» Exercise
Please return all lines from the records below that include the string "output".

» Collected data entries
++++++++++

//! Serial (USB-CDC) link to the patient monitor.
//!
//! The monitor's USB interface enumerates as a CDC serial port fixed at
//! 115200 baud, 8 data bits, no parity, 1 stop bit. After opening, the
//! device stays silent until the per-channel enable commands are sent; the
//! enable table lives in [`crate::protocol::ENABLE_SEQUENCE`].
//!
//! Port reads block, so a dedicated background thread owns the read side
//! and forwards every chunk into the pipeline channel. The port handle is
//! shared behind a mutex so command writes interleave with the reader's
//! timeout-bounded read calls.

use std::io::{Read, Write};
use std::sync::atomic::{AtomicBool, Ordering};
use std::sync::{Arc, Mutex};
use std::thread::JoinHandle;
use std::time::Duration;

use log::{debug, info, warn};
use serialport::SerialPort;

use super::{ChunkSender, TransportError};
use crate::logutil::hex_snippet;
use crate::protocol::{encode_command, ENABLE_SEQUENCE};

/// Read timeout bounding each blocking port read.
const READ_TIMEOUT: Duration = Duration::from_millis(250);

type SharedPort = Arc<Mutex<Box<dyn SerialPort>>>;

/// Serial transport: `Closed -> Open(reading) -> Closed`.
pub struct SerialTransport {
    port_name: String,
    baud_rate: u32,
    chunk_tx: ChunkSender,
    port: Option<SharedPort>,
    reader: Option<JoinHandle<()>>,
    run: Arc<AtomicBool>,
}

impl SerialTransport {
    pub fn new(port_name: String, baud_rate: u32, chunk_tx: ChunkSender) -> Self {
        Self {
            port_name,
            baud_rate,
            chunk_tx,
            port: None,
            reader: None,
            run: Arc::new(AtomicBool::new(false)),
        }
    }

    /// Open the port, enable the device's output channels and start the
    /// background reader. Returns immediately; the reader runs until
    /// [`disconnect`](Self::disconnect).
    pub async fn connect(&mut self) -> Result<(), TransportError> {
        info!(
            "Opening serial port {} at {} baud",
            self.port_name, self.baud_rate
        );

        let builder = serialport::new(self.port_name.as_str(), self.baud_rate)
            .data_bits(serialport::DataBits::Eight)
            .stop_bits(serialport::StopBits::One)
            .parity(serialport::Parity::None)
            .timeout(READ_TIMEOUT);
        let mut port = builder.open().map_err(|e| TransportError::PortOpen {
            port: self.port_name.clone(),
            source: e,
        })?;

        // Drop whatever the device buffered before we attached.
        let mut purge_buf = [0u8; 512];
        if let Ok(available) = port.bytes_to_read() {
            if available > 0 {
                let _ = port.read(&mut purge_buf);
            }
        }

        let shared: SharedPort = Arc::new(Mutex::new(port));
        self.port = Some(shared.clone());
        self.enable_channels()?;

        self.run.store(true, Ordering::SeqCst);
        let run = self.run.clone();
        let chunk_tx = self.chunk_tx.clone();
        let reader = std::thread::Builder::new()
            .name("berrybridge-serial-reader".into())
            .spawn(move || read_loop(shared, chunk_tx, run))?;
        self.reader = Some(reader);

        info!("Serial device connected and reader running");
        Ok(())
    }

    /// Send the channel-enable command set so the monitor starts streaming
    /// parameters and waveforms.
    fn enable_channels(&mut self) -> Result<(), TransportError> {
        for &(cmd, param) in ENABLE_SEQUENCE {
            self.write_frame(&encode_command(cmd, param))?;
        }
        debug!("Enabled {} device output channels", ENABLE_SEQUENCE.len());
        Ok(())
    }

    /// Write one frame; rejected when the port is not open.
    pub fn write_frame(&mut self, frame: &[u8]) -> Result<(), TransportError> {
        let port = self.port.as_ref().ok_or(TransportError::NotConnected)?;
        let mut guard = port.lock().unwrap();
        guard.write_all(frame)?;
        guard.flush()?;
        Ok(())
    }

    pub fn is_connected(&self) -> bool {
        // The reader clears `run` when it dies on a port error, which is
        // how a mid-session unplug surfaces to the supervisor.
        self.port.is_some() && self.run.load(Ordering::SeqCst)
    }

    /// Signal the reader to exit, join it and close the port.
    pub fn disconnect(&mut self) {
        self.run.store(false, Ordering::SeqCst);
        if let Some(reader) = self.reader.take() {
            if reader.join().is_err() {
                warn!("Serial reader thread panicked during shutdown");
            }
        }
        if self.port.take().is_some() {
            info!("Serial device disconnected");
        }
    }
}

impl Drop for SerialTransport {
    fn drop(&mut self) {
        self.disconnect();
    }
}

fn read_loop(port: SharedPort, chunk_tx: ChunkSender, run: Arc<AtomicBool>) {
    let mut buf = [0u8; 256];
    while run.load(Ordering::SeqCst) {
        let result = {
            let mut guard = port.lock().unwrap();
            guard.read(&mut buf)
        };
        match result {
            Ok(0) => {}
            Ok(n) => {
                log::trace!("serial chunk {} bytes: {}", n, hex_snippet(&buf[..n], 32));
                if chunk_tx.send(buf[..n].to_vec()).is_err() {
                    debug!("Pipeline channel closed, stopping serial reader");
                    break;
                }
            }
            Err(ref e) if e.kind() == std::io::ErrorKind::TimedOut => {}
            Err(ref e) if e.kind() == std::io::ErrorKind::Interrupted => {}
            Err(e) => {
                warn!("Serial read error, stopping reader: {}", e);
                break;
            }
        }
    }
    run.store(false, Ordering::SeqCst);
    debug!("Serial reader thread exited");
}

++++++++++

» Result for this exercise
    /// Open the port, enable the device's output channels and start the
        debug!("Enabled {} device output channels", ENABLE_SEQUENCE.len());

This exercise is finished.